As a TV anchor, she became famous for her deeply felt manner of presentation. Among her most popular shows was "Ot Vsei Dushi" ("From the Bottom of My Heart"), which has been praised for its honesty and emotional depth. She toured 54 cities of the Soviet Union with a stage version of the show. She was also the host of the Goluboy ogonyok ("Blue Light"), a New Year's Eve variety show, and Spokoinoi Nochi, Malyshi ("Good Night, Little Ones"), a daily program for children. In 1975, Leontyeva was awarded the USSR State Prize.

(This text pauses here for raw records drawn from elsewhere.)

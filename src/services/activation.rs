//! Bulk switching of which ads serve in a group.
//!
//! Activating a variant pauses the baseline ads and ads of other variants,
//! then enables the variant's own paused ads. Deactivating does the reverse
//! for a single variant. Groups without any ad of the variant are left alone.

use serde::Serialize;

use crate::models::remote::{group_resource, AdStatus, MutateOperation, RemoteGroup};
use crate::models::variant::{VariantCatalog, VariantDefinition};
use crate::services::ads_api::ApiError;
use crate::services::batcher::MutationBatcher;
use crate::services::prefetch::PrefetchCache;

/// Groups switched per round of pause/enable calls.
pub const ACTIVATION_WAVE: usize = 100;

#[derive(Debug, thiserror::Error)]
pub enum ActivationError {
    #[error("Ads platform error: {0}")]
    Api(#[from] ApiError),

    #[error("Unknown variant: {0}")]
    UnknownVariant(String),
}

#[derive(Debug, Clone, Copy, PartialEq, Eq, Serialize)]
#[serde(rename_all = "snake_case")]
pub enum Direction {
    Activate,
    Deactivate,
}

#[derive(Debug, Clone, Default, PartialEq, Eq)]
pub struct StatusPlan {
    pub pause: Vec<String>,
    pub enable: Vec<String>,
}

#[derive(Debug, Clone, Serialize)]
pub struct ActivationReport {
    pub customer_id: String,
    pub variant_name: String,
    pub direction: Direction,
    pub groups_switched: usize,
    pub paused: usize,
    pub enabled: usize,
    pub failed: usize,
}

pub fn plan_status_changes(
    group: &RemoteGroup,
    target: &VariantDefinition,
    catalog: &VariantCatalog,
    direction: Direction,
) -> StatusPlan {
    let mut plan = StatusPlan::default();
    if !group.live_ads.iter().any(|ad| ad.has_label(&target.marker_label)) {
        return plan;
    }

    for ad in &group.live_ads {
        let is_target = ad.has_label(&target.marker_label);
        let is_baseline = catalog.marker_count(ad) == 0;
        match (direction, ad.status) {
            (Direction::Activate, AdStatus::Enabled) if !is_target => plan.pause.push(ad.resource.clone()),
            (Direction::Activate, AdStatus::Paused) if is_target => plan.enable.push(ad.resource.clone()),
            (Direction::Deactivate, AdStatus::Enabled) if is_target => plan.pause.push(ad.resource.clone()),
            (Direction::Deactivate, AdStatus::Paused) if is_baseline => plan.enable.push(ad.resource.clone()),
            _ => {}
        }
    }
    plan
}

pub async fn switch_variant(
    batcher: &MutationBatcher,
    catalog: &VariantCatalog,
    customer_id: &str,
    variant_name: &str,
    direction: Direction,
    group_ids: &[String],
    chunk_size: usize,
) -> Result<ActivationReport, ActivationError> {
    let target = catalog
        .get(variant_name)
        .ok_or_else(|| ActivationError::UnknownVariant(variant_name.to_string()))?;

    let cache = if group_ids.is_empty() {
        PrefetchCache::load_account_ads(batcher, customer_id).await?
    } else {
        let groups: Vec<String> = group_ids.iter().map(|g| group_resource(customer_id, g)).collect();
        PrefetchCache::load(batcher, customer_id, &groups, chunk_size).await?
    };

    let mut keys: Vec<&String> = cache.groups.keys().collect();
    keys.sort();
    let plans: Vec<StatusPlan> = keys
        .into_iter()
        .map(|key| plan_status_changes(&cache.groups[key], target, catalog, direction))
        .filter(|plan| !plan.pause.is_empty() || !plan.enable.is_empty())
        .collect();

    let mut report = ActivationReport {
        customer_id: customer_id.to_string(),
        variant_name: target.name.clone(),
        direction,
        groups_switched: plans.len(),
        paused: 0,
        enabled: 0,
        failed: 0,
    };

    for (wave_index, wave) in plans.chunks(ACTIVATION_WAVE).enumerate() {
        let pause: Vec<MutateOperation> = wave
            .iter()
            .flat_map(|plan| plan.pause.iter())
            .map(|ad| MutateOperation::UpdateAdStatus {
                ad_resource: ad.clone(),
                status: AdStatus::Paused,
            })
            .collect();
        let outcome = batcher.execute(customer_id, &pause).await?;
        report.paused += outcome.succeeded();
        report.failed += outcome.failed();

        let enable: Vec<MutateOperation> = wave
            .iter()
            .flat_map(|plan| plan.enable.iter())
            .map(|ad| MutateOperation::UpdateAdStatus {
                ad_resource: ad.clone(),
                status: AdStatus::Enabled,
            })
            .collect();
        let outcome = batcher.execute(customer_id, &enable).await?;
        report.enabled += outcome.succeeded();
        report.failed += outcome.failed();

        tracing::debug!(customer_id, wave = wave_index, groups = wave.len(), "Status wave applied");
    }

    tracing::info!(
        customer_id,
        variant = %report.variant_name,
        direction = ?direction,
        groups = report.groups_switched,
        paused = report.paused,
        enabled = report.enabled,
        failed = report.failed,
        "Variant switch finished"
    );
    Ok(report)
}

#[cfg(test)]
mod tests {
    use super::*;
    use crate::models::remote::{AdContent, RemoteAd};

    fn ad(id: u64, status: AdStatus, labels: &[&str]) -> RemoteAd {
        RemoteAd {
            resource: format!("customers/1/adGroupAds/10~{id}"),
            group_resource: "customers/1/adGroups/10".into(),
            status,
            content: AdContent::default(),
            labels: labels.iter().map(|l| l.to_string()).collect(),
        }
    }

    fn group(ads: Vec<RemoteAd>) -> RemoteGroup {
        RemoteGroup {
            group_resource: "customers/1/adGroups/10".into(),
            live_ads: ads,
            ..Default::default()
        }
    }

    #[test]
    fn test_activate_pauses_everything_else() {
        let catalog = VariantCatalog::builtin();
        let target = catalog.get("black_friday").unwrap();
        let g = group(vec![
            ad(1, AdStatus::Enabled, &[]),
            ad(2, AdStatus::Enabled, &["THEME_CM"]),
            ad(3, AdStatus::Paused, &["THEME_BF"]),
        ]);

        let plan = plan_status_changes(&g, target, &catalog, Direction::Activate);
        assert_eq!(
            plan.pause,
            vec!["customers/1/adGroupAds/10~1", "customers/1/adGroupAds/10~2"]
        );
        assert_eq!(plan.enable, vec!["customers/1/adGroupAds/10~3"]);
    }

    #[test]
    fn test_deactivate_restores_baseline() {
        let catalog = VariantCatalog::builtin();
        let target = catalog.get("black_friday").unwrap();
        let g = group(vec![
            ad(1, AdStatus::Paused, &[]),
            ad(2, AdStatus::Paused, &["THEME_CM"]),
            ad(3, AdStatus::Enabled, &["THEME_BF"]),
        ]);

        let plan = plan_status_changes(&g, target, &catalog, Direction::Deactivate);
        assert_eq!(plan.pause, vec!["customers/1/adGroupAds/10~3"]);
        assert_eq!(plan.enable, vec!["customers/1/adGroupAds/10~1"]);
    }

    #[test]
    fn test_group_without_variant_untouched() {
        let catalog = VariantCatalog::builtin();
        let target = catalog.get("black_friday").unwrap();
        let g = group(vec![ad(1, AdStatus::Enabled, &[]), ad(2, AdStatus::Paused, &["THEME_CM"])]);

        let plan = plan_status_changes(&g, target, &catalog, Direction::Activate);
        assert_eq!(plan, StatusPlan::default());
    }
}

In the 1980s, she hosted Visit to Fairy Tales, a children's show, and became popularly known as simply "Aunt Valya" (Тётя Валя). Her popularity led to her being awarded the title of People's Artist of the USSR (1982), the highest honor that could be bestowed on a television presenter. On 12 March 2004 the Federation Council of Russia presented to her the medal "For Contributions", revived from the 19th century.

After her retirement from Channel One in 1991, Valentina Leontyeva lived with her sister in the Ulyanovsk Oblast up until her death.

There is a statue of her more than 2m in height on the Goncharov street in Ulyanovsk unveiled on 1 August 2008 in the garden of the Ulyanovskiy Regional Muppets Theater, which was recently named after Leontyeva.